**WHAT YOU HAVE TO DO**
Beneath this line is the data. Output exactly the lines from the line with "filename src/types/device.rs" to the line with "#[derive(Debug, Clone, PartialEq, Serialize, Deserialize)]", both ends included, and nothing more.

**Stored data entries**
* * * *

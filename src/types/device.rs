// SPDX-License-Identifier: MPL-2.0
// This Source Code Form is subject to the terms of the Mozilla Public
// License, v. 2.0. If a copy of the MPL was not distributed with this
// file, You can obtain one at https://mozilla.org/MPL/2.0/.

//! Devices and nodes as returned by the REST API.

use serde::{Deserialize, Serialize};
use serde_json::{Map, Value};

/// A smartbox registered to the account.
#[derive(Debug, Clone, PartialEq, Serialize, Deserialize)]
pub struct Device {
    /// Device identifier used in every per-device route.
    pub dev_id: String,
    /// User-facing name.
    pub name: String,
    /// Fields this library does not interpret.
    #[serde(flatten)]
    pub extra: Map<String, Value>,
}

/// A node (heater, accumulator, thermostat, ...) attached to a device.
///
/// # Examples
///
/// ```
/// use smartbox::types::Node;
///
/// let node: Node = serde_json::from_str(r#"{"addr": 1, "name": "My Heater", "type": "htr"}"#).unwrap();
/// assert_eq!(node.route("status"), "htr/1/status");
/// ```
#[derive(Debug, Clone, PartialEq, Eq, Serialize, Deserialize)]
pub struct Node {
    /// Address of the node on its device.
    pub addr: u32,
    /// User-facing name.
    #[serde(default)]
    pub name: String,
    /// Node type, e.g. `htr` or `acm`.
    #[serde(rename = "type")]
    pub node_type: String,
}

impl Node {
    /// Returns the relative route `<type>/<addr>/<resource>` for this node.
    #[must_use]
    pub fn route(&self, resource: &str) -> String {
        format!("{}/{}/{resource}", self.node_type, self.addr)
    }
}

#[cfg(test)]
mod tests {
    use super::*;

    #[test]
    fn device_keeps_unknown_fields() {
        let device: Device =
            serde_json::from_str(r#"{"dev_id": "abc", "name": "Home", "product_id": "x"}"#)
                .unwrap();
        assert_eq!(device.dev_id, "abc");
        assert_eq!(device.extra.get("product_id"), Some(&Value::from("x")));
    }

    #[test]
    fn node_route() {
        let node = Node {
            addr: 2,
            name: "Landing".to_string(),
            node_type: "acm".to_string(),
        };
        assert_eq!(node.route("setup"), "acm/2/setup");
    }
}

* * * *

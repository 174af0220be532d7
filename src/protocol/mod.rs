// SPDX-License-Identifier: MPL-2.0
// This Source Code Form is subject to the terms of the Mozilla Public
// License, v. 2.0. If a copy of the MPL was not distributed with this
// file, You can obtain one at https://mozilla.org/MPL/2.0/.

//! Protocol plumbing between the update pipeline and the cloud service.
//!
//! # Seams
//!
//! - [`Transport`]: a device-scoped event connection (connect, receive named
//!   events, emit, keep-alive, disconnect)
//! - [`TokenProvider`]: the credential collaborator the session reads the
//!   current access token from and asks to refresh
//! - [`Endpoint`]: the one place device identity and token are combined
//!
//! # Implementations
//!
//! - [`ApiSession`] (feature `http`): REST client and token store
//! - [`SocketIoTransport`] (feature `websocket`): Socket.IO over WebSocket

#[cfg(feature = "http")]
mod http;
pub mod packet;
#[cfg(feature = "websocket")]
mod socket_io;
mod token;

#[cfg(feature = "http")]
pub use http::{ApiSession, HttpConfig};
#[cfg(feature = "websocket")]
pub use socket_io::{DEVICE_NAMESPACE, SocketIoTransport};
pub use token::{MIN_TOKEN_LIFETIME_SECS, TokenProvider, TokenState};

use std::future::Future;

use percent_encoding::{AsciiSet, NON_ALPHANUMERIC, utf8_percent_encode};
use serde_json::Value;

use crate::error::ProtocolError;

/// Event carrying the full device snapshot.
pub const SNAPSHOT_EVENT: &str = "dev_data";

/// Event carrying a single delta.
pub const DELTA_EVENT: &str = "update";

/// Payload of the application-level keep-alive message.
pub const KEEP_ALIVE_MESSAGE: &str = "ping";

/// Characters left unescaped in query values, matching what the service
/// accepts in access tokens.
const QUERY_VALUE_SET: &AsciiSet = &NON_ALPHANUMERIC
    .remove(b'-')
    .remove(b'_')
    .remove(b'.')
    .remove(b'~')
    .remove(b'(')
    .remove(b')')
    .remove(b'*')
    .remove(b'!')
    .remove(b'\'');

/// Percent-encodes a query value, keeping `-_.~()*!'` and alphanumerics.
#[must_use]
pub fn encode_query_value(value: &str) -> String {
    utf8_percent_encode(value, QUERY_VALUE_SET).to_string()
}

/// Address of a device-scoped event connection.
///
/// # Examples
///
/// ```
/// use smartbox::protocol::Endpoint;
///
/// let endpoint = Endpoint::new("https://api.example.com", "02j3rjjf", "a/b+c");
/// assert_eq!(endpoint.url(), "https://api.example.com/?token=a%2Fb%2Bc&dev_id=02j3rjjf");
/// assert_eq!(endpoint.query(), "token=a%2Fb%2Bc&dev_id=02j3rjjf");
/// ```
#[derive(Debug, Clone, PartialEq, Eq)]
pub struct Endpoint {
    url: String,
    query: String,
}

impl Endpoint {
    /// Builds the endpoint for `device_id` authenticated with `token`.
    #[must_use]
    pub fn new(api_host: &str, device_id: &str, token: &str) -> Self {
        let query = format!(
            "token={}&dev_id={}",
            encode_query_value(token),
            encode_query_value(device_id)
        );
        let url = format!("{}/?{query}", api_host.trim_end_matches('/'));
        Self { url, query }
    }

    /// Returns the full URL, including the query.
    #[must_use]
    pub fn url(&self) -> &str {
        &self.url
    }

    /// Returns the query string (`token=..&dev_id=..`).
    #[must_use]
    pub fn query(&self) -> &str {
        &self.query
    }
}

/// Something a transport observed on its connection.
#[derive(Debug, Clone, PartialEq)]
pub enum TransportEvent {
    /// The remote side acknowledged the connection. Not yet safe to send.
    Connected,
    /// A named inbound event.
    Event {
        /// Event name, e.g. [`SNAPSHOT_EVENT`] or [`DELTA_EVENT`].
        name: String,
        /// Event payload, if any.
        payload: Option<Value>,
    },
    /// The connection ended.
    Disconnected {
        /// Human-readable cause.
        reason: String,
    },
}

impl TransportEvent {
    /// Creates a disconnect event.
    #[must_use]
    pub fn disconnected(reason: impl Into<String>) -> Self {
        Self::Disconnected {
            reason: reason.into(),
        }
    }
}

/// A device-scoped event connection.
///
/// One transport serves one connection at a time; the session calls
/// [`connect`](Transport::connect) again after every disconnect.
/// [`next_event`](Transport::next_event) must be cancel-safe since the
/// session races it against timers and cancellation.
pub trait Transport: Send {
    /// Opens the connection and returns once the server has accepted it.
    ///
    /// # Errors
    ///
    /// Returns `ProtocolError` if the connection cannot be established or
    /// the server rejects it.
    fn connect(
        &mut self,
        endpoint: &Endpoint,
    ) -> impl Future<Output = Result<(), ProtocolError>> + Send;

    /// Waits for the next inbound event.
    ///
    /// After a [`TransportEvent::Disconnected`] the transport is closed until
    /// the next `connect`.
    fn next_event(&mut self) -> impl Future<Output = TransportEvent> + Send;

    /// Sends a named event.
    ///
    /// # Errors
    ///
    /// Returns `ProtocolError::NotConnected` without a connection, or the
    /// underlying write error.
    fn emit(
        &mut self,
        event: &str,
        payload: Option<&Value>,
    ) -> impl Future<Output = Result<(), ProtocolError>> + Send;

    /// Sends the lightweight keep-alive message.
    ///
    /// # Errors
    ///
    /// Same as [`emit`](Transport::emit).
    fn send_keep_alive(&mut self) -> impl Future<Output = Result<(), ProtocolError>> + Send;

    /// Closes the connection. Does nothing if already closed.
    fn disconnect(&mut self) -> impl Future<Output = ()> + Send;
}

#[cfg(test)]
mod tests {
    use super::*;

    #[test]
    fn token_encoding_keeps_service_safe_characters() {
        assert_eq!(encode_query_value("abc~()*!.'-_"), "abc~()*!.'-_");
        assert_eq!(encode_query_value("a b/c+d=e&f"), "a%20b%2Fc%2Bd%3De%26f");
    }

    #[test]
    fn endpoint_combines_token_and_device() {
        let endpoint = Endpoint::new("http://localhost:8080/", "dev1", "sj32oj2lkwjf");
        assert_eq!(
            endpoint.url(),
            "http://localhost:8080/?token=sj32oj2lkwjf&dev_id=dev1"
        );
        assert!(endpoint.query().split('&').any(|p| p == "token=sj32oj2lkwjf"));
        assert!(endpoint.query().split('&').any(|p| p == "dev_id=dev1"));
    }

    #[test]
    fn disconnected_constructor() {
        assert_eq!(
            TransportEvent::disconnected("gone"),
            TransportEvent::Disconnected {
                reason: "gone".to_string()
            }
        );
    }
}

* * * *

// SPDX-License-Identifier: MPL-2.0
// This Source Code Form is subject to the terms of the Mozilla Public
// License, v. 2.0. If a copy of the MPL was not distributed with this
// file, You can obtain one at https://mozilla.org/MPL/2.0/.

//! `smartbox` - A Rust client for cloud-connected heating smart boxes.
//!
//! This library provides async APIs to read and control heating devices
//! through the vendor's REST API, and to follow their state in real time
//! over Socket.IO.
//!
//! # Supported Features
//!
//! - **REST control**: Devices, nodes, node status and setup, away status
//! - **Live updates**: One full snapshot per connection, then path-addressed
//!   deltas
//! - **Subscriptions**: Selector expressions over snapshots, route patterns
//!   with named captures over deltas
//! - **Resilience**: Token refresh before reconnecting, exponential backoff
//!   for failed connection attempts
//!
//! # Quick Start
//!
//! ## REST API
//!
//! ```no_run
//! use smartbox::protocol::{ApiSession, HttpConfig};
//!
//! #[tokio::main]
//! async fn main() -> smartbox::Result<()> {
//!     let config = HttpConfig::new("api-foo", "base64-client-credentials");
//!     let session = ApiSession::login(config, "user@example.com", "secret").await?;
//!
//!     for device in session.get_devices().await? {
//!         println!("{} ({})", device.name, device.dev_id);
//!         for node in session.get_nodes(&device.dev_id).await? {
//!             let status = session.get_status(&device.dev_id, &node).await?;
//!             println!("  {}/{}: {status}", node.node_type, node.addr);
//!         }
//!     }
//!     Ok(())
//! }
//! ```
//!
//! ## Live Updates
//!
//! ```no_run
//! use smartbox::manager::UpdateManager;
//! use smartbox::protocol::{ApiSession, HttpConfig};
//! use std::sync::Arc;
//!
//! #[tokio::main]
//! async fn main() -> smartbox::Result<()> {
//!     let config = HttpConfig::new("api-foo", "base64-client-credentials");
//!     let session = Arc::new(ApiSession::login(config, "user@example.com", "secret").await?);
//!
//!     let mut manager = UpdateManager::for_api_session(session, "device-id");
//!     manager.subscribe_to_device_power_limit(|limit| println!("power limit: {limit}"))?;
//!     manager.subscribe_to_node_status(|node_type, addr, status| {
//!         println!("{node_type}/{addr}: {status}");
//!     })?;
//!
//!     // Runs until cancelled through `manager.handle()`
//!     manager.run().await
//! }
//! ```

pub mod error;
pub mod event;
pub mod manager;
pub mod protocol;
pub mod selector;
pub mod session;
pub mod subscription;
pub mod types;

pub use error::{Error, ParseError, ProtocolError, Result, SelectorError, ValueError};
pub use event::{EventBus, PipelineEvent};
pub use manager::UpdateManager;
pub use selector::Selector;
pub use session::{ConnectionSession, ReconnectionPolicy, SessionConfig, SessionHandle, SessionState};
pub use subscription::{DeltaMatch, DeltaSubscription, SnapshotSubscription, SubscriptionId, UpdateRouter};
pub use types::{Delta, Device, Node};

* * * *

**RESULT BELOW**
filename src/types/device.rs
// SPDX-License-Identifier: MPL-2.0
// This Source Code Form is subject to the terms of the Mozilla Public
// License, v. 2.0. If a copy of the MPL was not distributed with this
// file, You can obtain one at https://mozilla.org/MPL/2.0/.

//! Devices and nodes as returned by the REST API.

use serde::{Deserialize, Serialize};
use serde_json::{Map, Value};

/// A smartbox registered to the account.
#[derive(Debug, Clone, PartialEq, Serialize, Deserialize)]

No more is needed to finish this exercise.